═════ Provided material

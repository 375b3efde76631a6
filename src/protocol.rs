/// Modbus protocol definitions
///
/// Function codes, exception codes and the bit/register packing helpers
/// shared by the framing codec, the server reply engine and the client.

use serde::{Deserialize, Serialize};
use std::fmt;
use crate::error::{ModbusError, ModbusResult};

/// Modbus address type (0-65535)
pub type ModbusAddress = u16;

/// Modbus value type (16-bit register value)
pub type ModbusValue = u16;

/// Modbus slave/unit identifier
pub type SlaveId = u8;

/// Modbus function codes
#[derive(Debug, Clone, Copy, PartialEq, Eq, Hash, Serialize, Deserialize)]
#[repr(u8)]
pub enum ModbusFunction {
    /// Read Coils (0x01)
    ReadCoils = 0x01,
    /// Read Discrete Inputs (0x02)
    ReadDiscreteInputs = 0x02,
    /// Read Holding Registers (0x03)
    ReadHoldingRegisters = 0x03,
    /// Read Input Registers (0x04)
    ReadInputRegisters = 0x04,
    /// Write Single Coil (0x05)
    WriteSingleCoil = 0x05,
    /// Write Single Register (0x06)
    WriteSingleRegister = 0x06,
    /// Write Multiple Coils (0x0F)
    WriteMultipleCoils = 0x0F,
    /// Write Multiple Registers (0x10)
    WriteMultipleRegisters = 0x10,
    /// Write and Read Multiple Registers (0x17)
    WriteAndReadRegisters = 0x17,
}

impl ModbusFunction {
    /// Convert from u8 to ModbusFunction
    pub fn from_u8(value: u8) -> ModbusResult<Self> {
        match value {
            0x01 => Ok(ModbusFunction::ReadCoils),
            0x02 => Ok(ModbusFunction::ReadDiscreteInputs),
            0x03 => Ok(ModbusFunction::ReadHoldingRegisters),
            0x04 => Ok(ModbusFunction::ReadInputRegisters),
            0x05 => Ok(ModbusFunction::WriteSingleCoil),
            0x06 => Ok(ModbusFunction::WriteSingleRegister),
            0x0F => Ok(ModbusFunction::WriteMultipleCoils),
            0x10 => Ok(ModbusFunction::WriteMultipleRegisters),
            0x17 => Ok(ModbusFunction::WriteAndReadRegisters),
            _ => Err(ModbusError::invalid_function(value)),
        }
    }

    /// Convert to u8
    pub fn to_u8(self) -> u8 {
        self as u8
    }

    /// Check if this is a read-only function
    pub fn is_read_function(self) -> bool {
        matches!(self,
            ModbusFunction::ReadCoils |
            ModbusFunction::ReadDiscreteInputs |
            ModbusFunction::ReadHoldingRegisters |
            ModbusFunction::ReadInputRegisters
        )
    }

    /// Check if this function alters the mapping
    ///
    /// Write-and-read counts as a write: its write half modifies holding
    /// registers.
    pub fn is_write_function(self) -> bool {
        matches!(self,
            ModbusFunction::WriteSingleCoil |
            ModbusFunction::WriteSingleRegister |
            ModbusFunction::WriteMultipleCoils |
            ModbusFunction::WriteMultipleRegisters |
            ModbusFunction::WriteAndReadRegisters
        )
    }

    /// Check if this function addresses bit tables
    pub fn is_bit_function(self) -> bool {
        matches!(self,
            ModbusFunction::ReadCoils |
            ModbusFunction::ReadDiscreteInputs |
            ModbusFunction::WriteSingleCoil |
            ModbusFunction::WriteMultipleCoils
        )
    }
}

impl fmt::Display for ModbusFunction {
    fn fmt(&self, f: &mut fmt::Formatter<'_>) -> fmt::Result {
        let name = match self {
            ModbusFunction::ReadCoils => "Read Coils",
            ModbusFunction::ReadDiscreteInputs => "Read Discrete Inputs",
            ModbusFunction::ReadHoldingRegisters => "Read Holding Registers",
            ModbusFunction::ReadInputRegisters => "Read Input Registers",
            ModbusFunction::WriteSingleCoil => "Write Single Coil",
            ModbusFunction::WriteSingleRegister => "Write Single Register",
            ModbusFunction::WriteMultipleCoils => "Write Multiple Coils",
            ModbusFunction::WriteMultipleRegisters => "Write Multiple Registers",
            ModbusFunction::WriteAndReadRegisters => "Write and Read Registers",
        };
        write!(f, "{} (0x{:02X})", name, *self as u8)
    }
}

/// Modbus exception codes
#[derive(Debug, Clone, Copy, PartialEq, Eq)]
#[repr(u8)]
pub enum ModbusException {
    IllegalFunction = 0x01,
    IllegalDataAddress = 0x02,
    IllegalDataValue = 0x03,
    ServerDeviceFailure = 0x04,
    Acknowledge = 0x05,
    ServerDeviceBusy = 0x06,
    MemoryParityError = 0x08,
    GatewayPathUnavailable = 0x0A,
    GatewayTargetDeviceFailedToRespond = 0x0B,
}

impl ModbusException {
    /// Convert from u8 to ModbusException
    pub fn from_u8(value: u8) -> Option<Self> {
        match value {
            0x01 => Some(ModbusException::IllegalFunction),
            0x02 => Some(ModbusException::IllegalDataAddress),
            0x03 => Some(ModbusException::IllegalDataValue),
            0x04 => Some(ModbusException::ServerDeviceFailure),
            0x05 => Some(ModbusException::Acknowledge),
            0x06 => Some(ModbusException::ServerDeviceBusy),
            0x08 => Some(ModbusException::MemoryParityError),
            0x0A => Some(ModbusException::GatewayPathUnavailable),
            0x0B => Some(ModbusException::GatewayTargetDeviceFailedToRespond),
            _ => None,
        }
    }

    /// Convert to u8
    pub fn to_u8(self) -> u8 {
        self as u8
    }

    /// Short name
    pub fn name(self) -> &'static str {
        match self {
            ModbusException::IllegalFunction => "Illegal Function",
            ModbusException::IllegalDataAddress => "Illegal Data Address",
            ModbusException::IllegalDataValue => "Illegal Data Value",
            ModbusException::ServerDeviceFailure => "Slave Device Failure",
            ModbusException::Acknowledge => "Acknowledge",
            ModbusException::ServerDeviceBusy => "Slave Device Busy",
            ModbusException::MemoryParityError => "Memory Parity Error",
            ModbusException::GatewayPathUnavailable => "Gateway Path Unavailable",
            ModbusException::GatewayTargetDeviceFailedToRespond => "Gateway Target Device Failed to Respond",
        }
    }
}

impl fmt::Display for ModbusException {
    fn fmt(&self, f: &mut fmt::Formatter<'_>) -> fmt::Result {
        write!(f, "Modbus Exception 0x{:02X}: {}", self.to_u8(), self.name())
    }
}

/// Check a unit identifier
///
/// 0 is the broadcast address, 1..=247 are regular slaves and 0xFF is the
/// TCP default that gateways ignore.
pub fn validate_unit_id(unit_id: SlaveId) -> ModbusResult<()> {
    if unit_id <= 247 || unit_id == crate::TCP_SLAVE {
        Ok(())
    } else {
        Err(ModbusError::invalid_data(format!("Invalid unit ID: {}", unit_id)))
    }
}

/// Data conversion utilities
pub mod data_utils {
    use super::*;

    /// Convert register values to bytes (big-endian)
    pub fn registers_to_bytes(registers: &[u16]) -> Vec<u8> {
        let mut bytes = Vec::with_capacity(registers.len() * 2);
        for &register in registers {
            bytes.extend_from_slice(&register.to_be_bytes());
        }
        bytes
    }

    /// Convert bytes to register values (big-endian)
    pub fn bytes_to_registers(bytes: &[u8]) -> ModbusResult<Vec<u16>> {
        if bytes.len() % 2 != 0 {
            return Err(ModbusError::invalid_data("Byte array length must be even"));
        }

        Ok(bytes
            .chunks_exact(2)
            .map(|chunk| u16::from_be_bytes([chunk[0], chunk[1]]))
            .collect())
    }

    /// Pack boolean values into bytes, LSB first
    pub fn pack_bits(bits: &[bool]) -> Vec<u8> {
        let mut bytes = vec![0u8; (bits.len() + 7) / 8];

        for (i, &bit) in bits.iter().enumerate() {
            if bit {
                bytes[i / 8] |= 1 << (i % 8);
            }
        }

        bytes
    }

    /// Unpack bytes into boolean values
    pub fn unpack_bits(bytes: &[u8], bit_count: usize) -> Vec<bool> {
        (0..bit_count)
            .map(|i| {
                bytes
                    .get(i / 8)
                    .map_or(false, |byte| byte & (1 << (i % 8)) != 0)
            })
            .collect()
    }

    /// Convert f32 to two u16 registers (IEEE 754, ABCD order)
    pub fn f32_to_registers(value: f32) -> [u16; 2] {
        let bits = value.to_bits();
        [(bits >> 16) as u16, bits as u16]
    }

    /// Convert two u16 registers to f32 (IEEE 754, ABCD order)
    pub fn registers_to_f32(registers: &[u16]) -> ModbusResult<f32> {
        if registers.len() < 2 {
            return Err(ModbusError::invalid_data("Need at least 2 registers for f32"));
        }
        Ok(f32::from_bits(((registers[0] as u32) << 16) | registers[1] as u32))
    }
}

#[cfg(test)]
mod tests {
    use super::*;

    #[test]
    fn test_function_conversion() {
        assert_eq!(ModbusFunction::from_u8(0x03).unwrap(), ModbusFunction::ReadHoldingRegisters);
        assert_eq!(ModbusFunction::from_u8(0x17).unwrap(), ModbusFunction::WriteAndReadRegisters);
        assert_eq!(ModbusFunction::WriteMultipleCoils.to_u8(), 0x0F);

        assert!(ModbusFunction::from_u8(0xFF).is_err());
    }

    #[test]
    fn test_write_classification() {
        assert!(ModbusFunction::WriteAndReadRegisters.is_write_function());
        assert!(ModbusFunction::WriteSingleCoil.is_write_function());
        assert!(!ModbusFunction::ReadInputRegisters.is_write_function());
        assert!(ModbusFunction::ReadInputRegisters.is_read_function());
    }

    #[test]
    fn test_unit_id_validation() {
        assert!(validate_unit_id(0).is_ok());
        assert!(validate_unit_id(247).is_ok());
        assert!(validate_unit_id(0xFF).is_ok());
        assert!(validate_unit_id(248).is_err());
    }

    #[test]
    fn test_data_utils() {
        let registers = vec![0x1234, 0x5678];
        let bytes = data_utils::registers_to_bytes(&registers);
        assert_eq!(bytes, vec![0x12, 0x34, 0x56, 0x78]);
        assert_eq!(data_utils::bytes_to_registers(&bytes).unwrap(), registers);
        assert!(data_utils::bytes_to_registers(&[0x01]).is_err());

        let bits = vec![true, false, true, true, false, false, false, false, true];
        let packed = data_utils::pack_bits(&bits);
        assert_eq!(packed, vec![0b0000_1101, 0b0000_0001]);
        assert_eq!(data_utils::unpack_bits(&packed, bits.len()), bits);
    }

    #[test]
    fn test_float_registers() {
        let regs = data_utils::f32_to_registers(21.5);
        let value = data_utils::registers_to_f32(&regs).unwrap();
        assert!((value - 21.5).abs() < f32::EPSILON);
    }
}
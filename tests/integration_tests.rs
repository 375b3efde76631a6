//! Integration Tests for Voltage Modbus Bridge
//!
//! Server and client talking over real localhost sockets through the tokio
//! stack, plus scripted scenarios over the loopback stack.

use std::net::SocketAddr;
use std::sync::Arc;
use std::time::Duration;

use anyhow::Result;
use rand::rngs::StdRng;
use rand::{Rng, SeedableRng};
use tokio::time::{sleep, timeout};
use voltage_modbus_bridge::mbap::TransactionCounter;
use voltage_modbus_bridge::stack::PeerHandle;
use voltage_modbus_bridge::*;

fn server_config() -> ServerConfig {
    ServerConfig {
        port: 0,
        ..ServerConfig::default()
    }
}

/// Start a server on an ephemeral port and return it with its address
async fn start_server(config: ServerConfig) -> Result<(ModbusTcpServer, WriteListener, SocketAddr)> {
    let stack = Arc::new(TokioStack::current()?);
    let (mut server, listener) = ModbusTcpServer::new(stack, config)?;
    server.start().await?;
    let port = server
        .local_addr()
        .ok_or_else(|| anyhow::anyhow!("server has no local address"))?
        .port();
    Ok((server, listener, SocketAddr::from(([127, 0, 0, 1], port))))
}

async fn connect_client(address: SocketAddr) -> Result<ModbusTcpClient> {
    let stack = Arc::new(TokioStack::current()?);
    Ok(ModbusTcpClient::connect_with(stack, ClientConfig::new(address)).await?)
}

async fn wait_for<F: Fn() -> bool>(condition: F) -> Result<()> {
    timeout(Duration::from_secs(2), async {
        while !condition() {
            sleep(Duration::from_millis(5)).await;
        }
    })
    .await?;
    Ok(())
}

#[tokio::test]
async fn test_write_single_register_end_to_end() -> Result<()> {
    let (mut server, mut writes, address) = start_server(server_config()).await?;
    let mut client = connect_client(address).await?;

    client.write_06(1, 4, 1234).await?;

    let notification = timeout(Duration::from_secs(1), writes.consume())
        .await?
        .ok_or_else(|| anyhow::anyhow!("channel closed"))?;
    assert_eq!(
        notification,
        WriteNotification {
            function: ModbusFunction::WriteSingleRegister,
            address: 4,
            count: 1,
        }
    );
    assert_eq!(server.get_mapping().lock()?.get_holding_register(4)?, 1234);
    assert_eq!(client.read_03(1, 4, 1).await?, vec![1234]);

    client.close().await?;
    server.stop().await?;
    assert!(!server.is_running());
    Ok(())
}

#[tokio::test]
async fn test_all_function_codes() -> Result<()> {
    let (server, writes, address) = start_server(server_config()).await?;
    {
        let mapping = server.get_mapping();
        let mut guard = mapping.lock()?;
        guard.set_discrete_inputs(0, &[true, false, true])?;
        guard.set_input_registers(10, &[0xAAAA, 0x5555])?;
    }
    let mut client = connect_client(address).await?;

    // keep the single-slot channel empty so writes are not held back
    let drain = tokio::spawn(async move {
        let mut writes = writes;
        while writes.consume().await.is_some() {}
    });

    client.write_05(1, 7, true).await?;
    assert_eq!(client.read_01(1, 6, 3).await?, vec![false, true, false]);
    assert_eq!(client.read_02(1, 0, 3).await?, vec![true, false, true]);
    assert_eq!(client.read_04(1, 10, 2).await?, vec![0xAAAA, 0x5555]);

    client.write_0f(1, 20, &[true, true, false, true]).await?;
    assert_eq!(client.read_01(1, 20, 4).await?, vec![true, true, false, true]);

    client.write_10(1, 30, &[1, 2, 3]).await?;
    assert_eq!(client.read_03(1, 30, 3).await?, vec![1, 2, 3]);

    // counted after the response went out
    wait_for(|| server.get_stats().successful_requests == 8).await?;
    assert_eq!(server.get_stats().exception_responses, 0);

    drop(server);
    drop(drain);
    Ok(())
}

#[tokio::test]
async fn test_write_and_read_registers() -> Result<()> {
    let (server, mut writes, address) = start_server(server_config()).await?;
    server.get_mapping().lock()?.set_holding_registers(0, &[1, 2])?;
    let mut client = connect_client(address).await?;

    let read = client.write_read_17(1, 0, 2, 0, &[5, 6]).await?;
    assert_eq!(read, vec![5, 6]);
    assert_eq!(server.get_mapping().lock()?.get_holding_registers(0, 2)?, vec![5, 6]);

    let notification = timeout(Duration::from_secs(1), writes.consume()).await?;
    assert_eq!(
        notification,
        Some(WriteNotification {
            function: ModbusFunction::WriteAndReadRegisters,
            address: 0,
            count: 2,
        })
    );
    Ok(())
}

#[tokio::test]
async fn test_range_fault_boundary() -> Result<()> {
    let (server, mut writes, address) = start_server(server_config()).await?;
    let mut client = connect_client(address).await?;

    // default tables hold addresses 0..100
    assert_eq!(client.read_03(1, 99, 1).await?.len(), 1);

    for (start, quantity) in [(99, 2), (100, 1)] {
        match client.read_03(1, start, quantity).await {
            Err(ModbusError::Exception { function, code, .. }) => {
                assert_eq!((function, code), (0x03, 0x02));
            }
            other => panic!("expected illegal data address, got {:?}", other),
        }
    }

    // a rejected write leaves the mapping untouched and publishes nothing
    assert!(client.write_10(1, 98, &[7, 7, 7]).await.is_err());
    assert_eq!(server.get_mapping().lock()?.get_holding_registers(98, 2)?, vec![0, 0]);
    assert_eq!(writes.try_consume(), None);

    // the connection survives range faults
    assert!(client.is_connected());
    assert_eq!(server.get_stats().exception_responses, 3);
    Ok(())
}

#[tokio::test]
async fn test_notifications_follow_commit_order() -> Result<()> {
    let (server, mut writes, address) = start_server(server_config()).await?;
    let mapping = server.get_mapping();
    let mut client = connect_client(address).await?;

    let consumer = tokio::spawn(async move {
        let mut seen = Vec::new();
        while seen.len() < 20 {
            let Some(notification) = writes.consume().await else { break };
            // the write is visible by the time it is announced
            let value = mapping.lock().and_then(|g| g.get_holding_register(notification.address));
            seen.push((notification.address, value.ok()));
        }
        seen
    });

    for address in 0..20u16 {
        client.write_06(1, address, address + 100).await?;
    }

    let seen = timeout(Duration::from_secs(2), consumer).await??;
    let expected: Vec<_> = (0..20u16).map(|a| (a, Some(a + 100))).collect();
    assert_eq!(seen, expected);
    wait_for(|| server.get_stats().notifications_published == 20).await?;
    Ok(())
}

#[tokio::test]
async fn test_reconnect_after_disconnect() -> Result<()> {
    let (server, _writes, address) = start_server(server_config()).await?;

    let mut first = connect_client(address).await?;
    assert_eq!(first.read_03(1, 0, 1).await?, vec![0]);
    first.close().await?;
    wait_for(|| !server.is_connected()).await?;

    let mut second = connect_client(address).await?;
    assert_eq!(second.read_03(1, 0, 2).await?, vec![0, 0]);
    assert_eq!(server.get_stats().connections_count, 2);
    Ok(())
}

#[tokio::test]
async fn test_unit_filter_times_out_other_units() -> Result<()> {
    let config = ServerConfig {
        unit_id: Some(1),
        ..server_config()
    };
    let (server, _writes, address) = start_server(config).await?;
    let stack = Arc::new(TokioStack::current()?);
    let mut client = ModbusTcpClient::connect_with(
        stack,
        ClientConfig {
            response_timeout_ms: 100,
            ..ClientConfig::new(address)
        },
    )
    .await?;

    assert!(matches!(client.read_03(2, 0, 1).await, Err(ModbusError::Timeout { .. })));
    assert_eq!(client.read_03(1, 0, 1).await?, vec![0]);
    assert_eq!(client.read_03(TCP_SLAVE, 0, 1).await?, vec![0]);
    assert_eq!(server.get_stats().ignored_requests, 1);
    Ok(())
}

#[tokio::test]
async fn test_transaction_ids_increase_and_wrap() -> Result<()> {
    let (_server, _writes, address) = start_server(server_config()).await?;
    let mut client = connect_client(address).await?;

    let mut previous = client.last_transaction_id();
    for _ in 0..10 {
        client.read_04(1, 0, 1).await?;
        let current = client.last_transaction_id();
        assert_eq!(current, previous.wrapping_add(1));
        previous = current;
    }

    let counter = TransactionCounter::starting_after(u16::MAX - 1);
    assert_eq!(counter.next(), u16::MAX);
    assert_eq!(counter.next(), 0);
    assert_eq!(counter.next(), 1);
    Ok(())
}

#[tokio::test]
async fn test_random_register_traffic() -> Result<()> {
    let (server, writes, address) = start_server(server_config()).await?;
    let mut client = connect_client(address).await?;
    let drain = tokio::spawn(async move {
        let mut writes = writes;
        while writes.consume().await.is_some() {}
    });

    let mut rng = StdRng::seed_from_u64(0x5EED);
    let mut shadow = vec![0u16; 100];
    for _ in 0..200 {
        let start: u16 = rng.gen_range(0..100);
        let quantity: u16 = rng.gen_range(1..=(100 - start).min(20));
        if rng.gen_bool(0.5) {
            let values: Vec<u16> = (0..quantity).map(|_| rng.gen()).collect();
            client.write_10(1, start, &values).await?;
            shadow[usize::from(start)..usize::from(start + quantity)].copy_from_slice(&values);
        } else {
            let read = client.read_03(1, start, quantity).await?;
            assert_eq!(read, shadow[usize::from(start)..usize::from(start + quantity)]);
        }
    }

    assert_eq!(server.get_mapping().lock()?.get_holding_registers(0, 100)?, shadow);
    drop(server);
    drop(drain);
    Ok(())
}

#[tokio::test]
async fn test_debug_toggle_at_runtime() -> Result<()> {
    logging::init_test_logger();
    let (server, _writes, address) = start_server(server_config()).await?;
    let mut client = connect_client(address).await?;

    assert!(!server.debug());
    server.set_debug(true);
    client.set_debug(true);
    assert!(server.debug() && client.debug());
    assert_eq!(client.read_03(1, 0, 2).await?, vec![0, 0]);

    server.set_debug(false);
    client.set_debug(false);
    assert_eq!(client.read_03(1, 0, 2).await?, vec![0, 0]);
    Ok(())
}

#[tokio::test]
async fn test_server_from_yaml_layout() -> Result<()> {
    let config = ServerConfig::from_yaml_str(
        r#"
port: 0
mapping:
  holding_registers: { start_address: 1000, size: 10 }
"#,
    )?;
    let (_server, _writes, address) = start_server(config).await?;
    let mut client = connect_client(address).await?;

    client.write_06(1, 1009, 42).await?;
    assert_eq!(client.read_03(1, 1009, 1).await?, vec![42]);
    assert!(matches!(
        client.read_03(1, 0, 1).await,
        Err(ModbusError::Exception { code: 0x02, .. })
    ));
    Ok(())
}

#[tokio::test]
async fn test_receive_with_zero_deadline_times_out() -> Result<()> {
    let stack = LoopbackStack::new();
    let bridge = TcpBridge::new(Arc::new(stack.clone()), "127.0.0.1:502".parse()?, OverflowPolicy::Disconnect);
    bridge.connect().await?;

    let mut buf = [0u8; 16];
    match bridge.receive(&mut buf, Some(Duration::ZERO)).await {
        Err(ModbusError::Timeout { timeout_ms, .. }) => assert_eq!(timeout_ms, 0),
        other => panic!("expected timeout, got {:?}", other),
    }
    assert!(bridge.is_connected());
    assert_eq!(bridge.stats().timeouts, 1);
    Ok(())
}

#[tokio::test]
async fn test_oversized_segment_disconnects() -> Result<()> {
    let stack = LoopbackStack::new();
    let bridge = TcpBridge::new(Arc::new(stack.clone()), "0.0.0.0:502".parse()?, OverflowPolicy::Disconnect);
    bridge.listen(1)?;
    let peer: PeerHandle = stack
        .remote_connect()
        .ok_or_else(|| anyhow::anyhow!("listener missing"))?;
    bridge.accept().await?;

    stack.remote_send(peer, &[0u8; 300]);
    let mut buf = [0u8; 300];
    assert!(matches!(
        bridge.receive(&mut buf, Some(Duration::from_millis(10))).await,
        Err(ModbusError::BufferOverflow { .. })
    ));
    assert!(!bridge.is_connected());
    assert!(stack.is_closed(peer));
    Ok(())
}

══════════

Exercise description
Lines holding "Convert" in the data above: copy each of them.

Your solution
    /// Convert from u8 to ModbusFunction
    /// Convert to u8
    /// Convert from u8 to ModbusException
    /// Convert to u8
    /// Convert register values to bytes (big-endian)
    /// Convert bytes to register values (big-endian)
    /// Convert f32 to two u16 registers (IEEE 754, ABCD order)
    /// Convert two u16 registers to f32 (IEEE 754, ABCD order)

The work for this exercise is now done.